US soars and China slumps as global PV investment dips year-on-year

Jan 17, 2020 02:26 PM ET
  • A bustling US and a slumping China offered a contrasting picture of solar investment during a year when the global industry laid the foundations of a subsidy-free shift
US soars and China slumps as global PV investment dips year-on-year
Image: Spezz / Flickr

The minor rise in global funding to all renewables between 2018 (US$280.2 billion) and 2019 (US$282.2 billion) was driven by wind rather than solar activity, the consultancy said as it examined investment figures for last year.

The analysis shows solar projects worldwide raised 3% less in 2019 (US$130.8 billion) than in 2018 (US$131.1 billion), while their wind peers saw a 6% jump (US$128.6 billion to US$138.2 billion) year-on-year. The rush in H2 2019 to invest in offshore wind was particularly marked, BNEF said.

The 2018-to-2019 3% dip in global solar investment is the second consecutive drop reported by BNEF. The firm recorded a far more pronounced decline between 2017 and 2018, with solar funding falling by 24% over the period.

Commenting on last and this year’s stats, the firm has linked the downwards trend in solar investment to the slide in technology costs. For both solar and wind, BNEF said, 2019 once more brought gains in cost-competitiveness, allowing the installation of an extra 20GW over the year.

PV funding down by 33% in China as US rides ITC wave

The US$83.4 billion China invested in all renewables in 2019 remained the highest global number but also marked an 8% year-on-year drop, and the lowest figure the country has seen since 2013. Even as wind investment rose, PV funding drove the overall decline as it fell 33% to US$25.7 billion.

China’s solar finance slump as subsidies are withdrawn contrasted with the US.  A rush by solar and wind to make the most of closing-down federal tax credits saw US investment in renewables soar 28% to US$55.5 billion in 2019, a record achieved despite policy clashes with the government.

According to BNEF, Spain represented another solar investment highlight. The country that topped 2019’s European PV roll-out charts also invested US$6 billion in the industry last year, fuelling a 25% year-on-year funding jump across all renewables to figures not seen since 2011.

“The [US]$6 billion of solar investment in Spain in 2019 is impressive because these projects are going ahead at record-low costs per megawatt,” BNEF senior associate Pietro Radoia said in a statement, noting the country’s ongoing shift to zero-subsidy developments.

In Europe, the 2019 renewable investment picture differed between the UK, Germany and Sweden – where funding dropped sharply – and France, Ukraine and the Netherlands, where it grew. Elsewhere, Australia, India and Japan saw declines while Brazil, Mexico and Chile saw rises.

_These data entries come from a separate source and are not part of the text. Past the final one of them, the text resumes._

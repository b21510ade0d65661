//! Retention: pick removable chain entries without breaking any chain that
//! is kept, then delete them.

use chrono::{DateTime, Utc};
use serde::Serialize;
use std::fmt;
use tracing::{info, warn};

use super::EngineContext;
use crate::chain::{BackupEntry, Chain, EntryId};
use crate::report::{WarningKind, WarningLog};
use crate::transfer::progress::format_bytes;
use crate::utils::errors::{EngineError, Result};

#[derive(Debug, Clone, Copy, PartialEq, Eq)]
pub enum RetentionPolicy {
    /// Keep the newest `n` full backups and their incrementals
    KeepLastFull(usize),
    /// Remove chains superseded by a newer full at or before the cutoff
    OlderThan(DateTime<Utc>),
}

impl fmt::Display for RetentionPolicy {
    fn fmt(&self, f: &mut fmt::Formatter<'_>) -> fmt::Result {
        match self {
            RetentionPolicy::KeepLastFull(n) => write!(f, "keep last {n} full"),
            RetentionPolicy::OlderThan(cutoff) => write!(f, "older than {}", cutoff.to_rfc3339()),
        }
    }
}

#[derive(Debug, Clone, PartialEq, Eq, Serialize)]
pub struct RetentionCandidate {
    pub name: String,
    pub timestamp: DateTime<Utc>,
    pub is_full: bool,
    pub objects: usize,
    pub bytes: u64,
}

#[derive(Debug, Clone, PartialEq, Eq, Serialize)]
pub struct RetainedEntry {
    pub name: String,
    pub timestamp: DateTime<Utc>,
    pub reason: String,
}

/// Entries selected by a policy, in deletion order.
#[derive(Debug, Clone, Default, PartialEq, Eq)]
pub struct RetentionPlan {
    /// One group per full: newest incremental first, full last
    pub groups: Vec<Vec<EntryId>>,
    pub retained: Vec<(EntryId, String)>,
}

impl RetentionPlan {
    pub fn candidates(&self) -> impl Iterator<Item = EntryId> + '_ {
        self.groups.iter().flatten().copied()
    }
}

/// Retention execution result
#[derive(Debug, Clone, Serialize)]
pub struct RetentionReport {
    pub policy: String,
    pub dry_run: bool,
    pub candidates: Vec<RetentionCandidate>,
    pub retained: Vec<RetainedEntry>,
    /// Manifests removed together with all their volumes
    pub deleted_entries: Vec<String>,
    pub deleted_objects: usize,
    pub freed_bytes: u64,
    pub warnings: WarningLog,
}

fn group_of(full: &BackupEntry) -> Vec<EntryId> {
    let mut group: Vec<EntryId> = full.incrementals.iter().rev().copied().collect();
    group.push(full.id);
    group
}

/// Select what a policy removes. Orphaned incrementals are never selected.
pub fn plan_retention(chain: &Chain, policy: RetentionPolicy) -> Result<RetentionPlan> {
    let mut plan = RetentionPlan::default();

    match policy {
        RetentionPolicy::KeepLastFull(0) => {
            return Err(EngineError::Config("keep-last must keep at least one full backup".into()));
        }
        RetentionPolicy::KeepLastFull(n) => {
            let excess = chain.fulls.len().saturating_sub(n);
            for full in chain.fulls().take(excess) {
                plan.groups.push(group_of(full));
            }
        }
        RetentionPolicy::OlderThan(cutoff) => {
            let fulls: Vec<&BackupEntry> = chain.fulls().collect();
            for (i, full) in fulls.iter().enumerate() {
                if full.timestamp > cutoff {
                    break;
                }
                // A chain goes only once a newer full replaced it before the
                // cutoff; the state current at the cutoff stays restorable
                let superseded = fulls.get(i + 1).is_some_and(|next| next.timestamp <= cutoff);
                if !superseded {
                    let incrementals: Vec<&BackupEntry> = chain.incrementals_of(full).collect();
                    let newer = incrementals.iter().filter(|inc| inc.timestamp > cutoff).count();
                    let reason = if newer > 0 {
                        format!("retained due to dependency: {newer} newer incremental(s) rely on it")
                    } else {
                        "retained due to dependency: holds the restorable state at the cutoff".to_string()
                    };
                    plan.retained.push((full.id, reason));
                    for inc in incrementals {
                        let reason = if inc.timestamp > cutoff {
                            "retained due to dependency: newer than the cutoff"
                        } else {
                            "retained due to dependency: part of the state at the cutoff"
                        };
                        plan.retained.push((inc.id, reason.to_string()));
                    }
                    break;
                }
                plan.groups.push(group_of(full));
            }
        }
    }

    Ok(plan)
}

pub struct RetentionEngine<'a> {
    ctx: &'a EngineContext,
}

impl<'a> RetentionEngine<'a> {
    pub fn new(ctx: &'a EngineContext) -> Self {
        Self { ctx }
    }

    /// Apply `policy`. Without `force` nothing is deleted.
    pub async fn run(&self, policy: RetentionPolicy, force: bool) -> Result<RetentionReport> {
        let chain = self.ctx.load_chain().await?;
        let plan = plan_retention(&chain, policy)?;
        let mut warnings = WarningLog::new();

        let candidates: Vec<RetentionCandidate> = plan
            .candidates()
            .map(|id| {
                let entry = chain.entry(id);
                RetentionCandidate {
                    name: entry.filename.clone(),
                    timestamp: entry.timestamp,
                    is_full: entry.is_full,
                    objects: entry.objects().count(),
                    bytes: entry.total_size(),
                }
            })
            .collect();
        let retained = plan
            .retained
            .iter()
            .map(|(id, reason)| {
                let entry = chain.entry(*id);
                info!("Not deleting {}: {}", entry.filename, reason);
                RetainedEntry {
                    name: entry.filename.clone(),
                    timestamp: entry.timestamp,
                    reason: reason.clone(),
                }
            })
            .collect();

        let mut report = RetentionReport {
            policy: policy.to_string(),
            dry_run: !force,
            candidates,
            retained,
            deleted_entries: Vec::new(),
            deleted_objects: 0,
            freed_bytes: 0,
            warnings: WarningLog::new(),
        };

        if !force {
            for candidate in &report.candidates {
                info!("Would delete {} ({})", candidate.name, format_bytes(candidate.bytes));
            }
            report.warnings = warnings;
            return Ok(report);
        }

        for group in &plan.groups {
            for &id in group {
                let entry = chain.entry(id);
                if !self.delete_entry(entry, &mut report, &mut warnings).await? {
                    // Entries older in the group are still needed by this one
                    warn!("Keeping the rest of the chain of {} after a failed delete", entry.filename);
                    break;
                }
            }
        }

        info!(
            "Retention ({}) removed {} entries, {} objects, {}",
            report.policy,
            report.deleted_entries.len(),
            report.deleted_objects,
            format_bytes(report.freed_bytes)
        );
        report.warnings = warnings;
        Ok(report)
    }

    /// Delete content volumes, then signature volumes, then the manifest.
    /// Returns false if any volume could not be deleted; the manifest then stays.
    async fn delete_entry(&self, entry: &BackupEntry, report: &mut RetentionReport, warnings: &mut WarningLog) -> Result<bool> {
        let mut clean = true;
        for volume in entry.content_volumes.iter().chain(entry.signature_volumes.iter()) {
            self.ctx.control.ensure_not_aborted()?;
            match self.ctx.destination.delete(&volume.name).await {
                Ok(()) => {
                    report.deleted_objects += 1;
                    report.freed_bytes += volume.size;
                }
                Err(e) => {
                    clean = false;
                    warnings.about(WarningKind::Destination, volume.name.clone(), e.to_string());
                }
            }
        }
        if !clean {
            return Ok(false);
        }

        self.ctx.control.ensure_not_aborted()?;
        match self.ctx.destination.delete(&entry.filename).await {
            Ok(()) => {
                report.deleted_objects += 1;
                report.freed_bytes += entry.manifest.size;
                report.deleted_entries.push(entry.filename.clone());
                info!("Deleted backup {}", entry.filename);
                Ok(true)
            }
            Err(e) => {
                warnings.about(WarningKind::Destination, entry.filename.clone(), e.to_string());
                Ok(false)
            }
        }
    }
}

Solar to install ~135GW in year of merchant momentum

BNEF followed its 2019 review with predictions for how 2020 will play out. The firm appeared bullish on renewable investment prospects this year, anticipating global volumes of around US$300 billion where 2019 produced US$282.2 billion.

According to BNEF head of solar Jenny Chase, solar in particular will speed up additions between 2019 (121GW) and 2020 (around 135GW). The analyst predicted 2020 will be a “year of rebounding [PV] growth” in China, partially driven by support from PV feed-in tariffs based on local coal prices.

In Europe, Chase went on to say, the shift to riskier iterations of subsidy-free solar is here to stay. The 1.3GW of PV projects opting in 2019 for short-term PPAs and merchant power sales – a trend kicking off only this year – will swell to 4.7GW in 2020, the analyst predicted.

For his part, BNEF chief editor Angus McCrone said he expected a greater focus this year on the renewable policies of developing countries, pointing at Mexico’s pushback in 2019 against an earlier clean energy reform and the retroactive curbs of wind and solar tariffs seen in Indian states.

“As parts of Europe demonstrated in the early 2010s, this sort of action can wound investor confidence – and slow the pace of deployment,” McCrone said. “Perhaps more than ever before, climate change itself has the power to influence the urgency of the political push to address it.”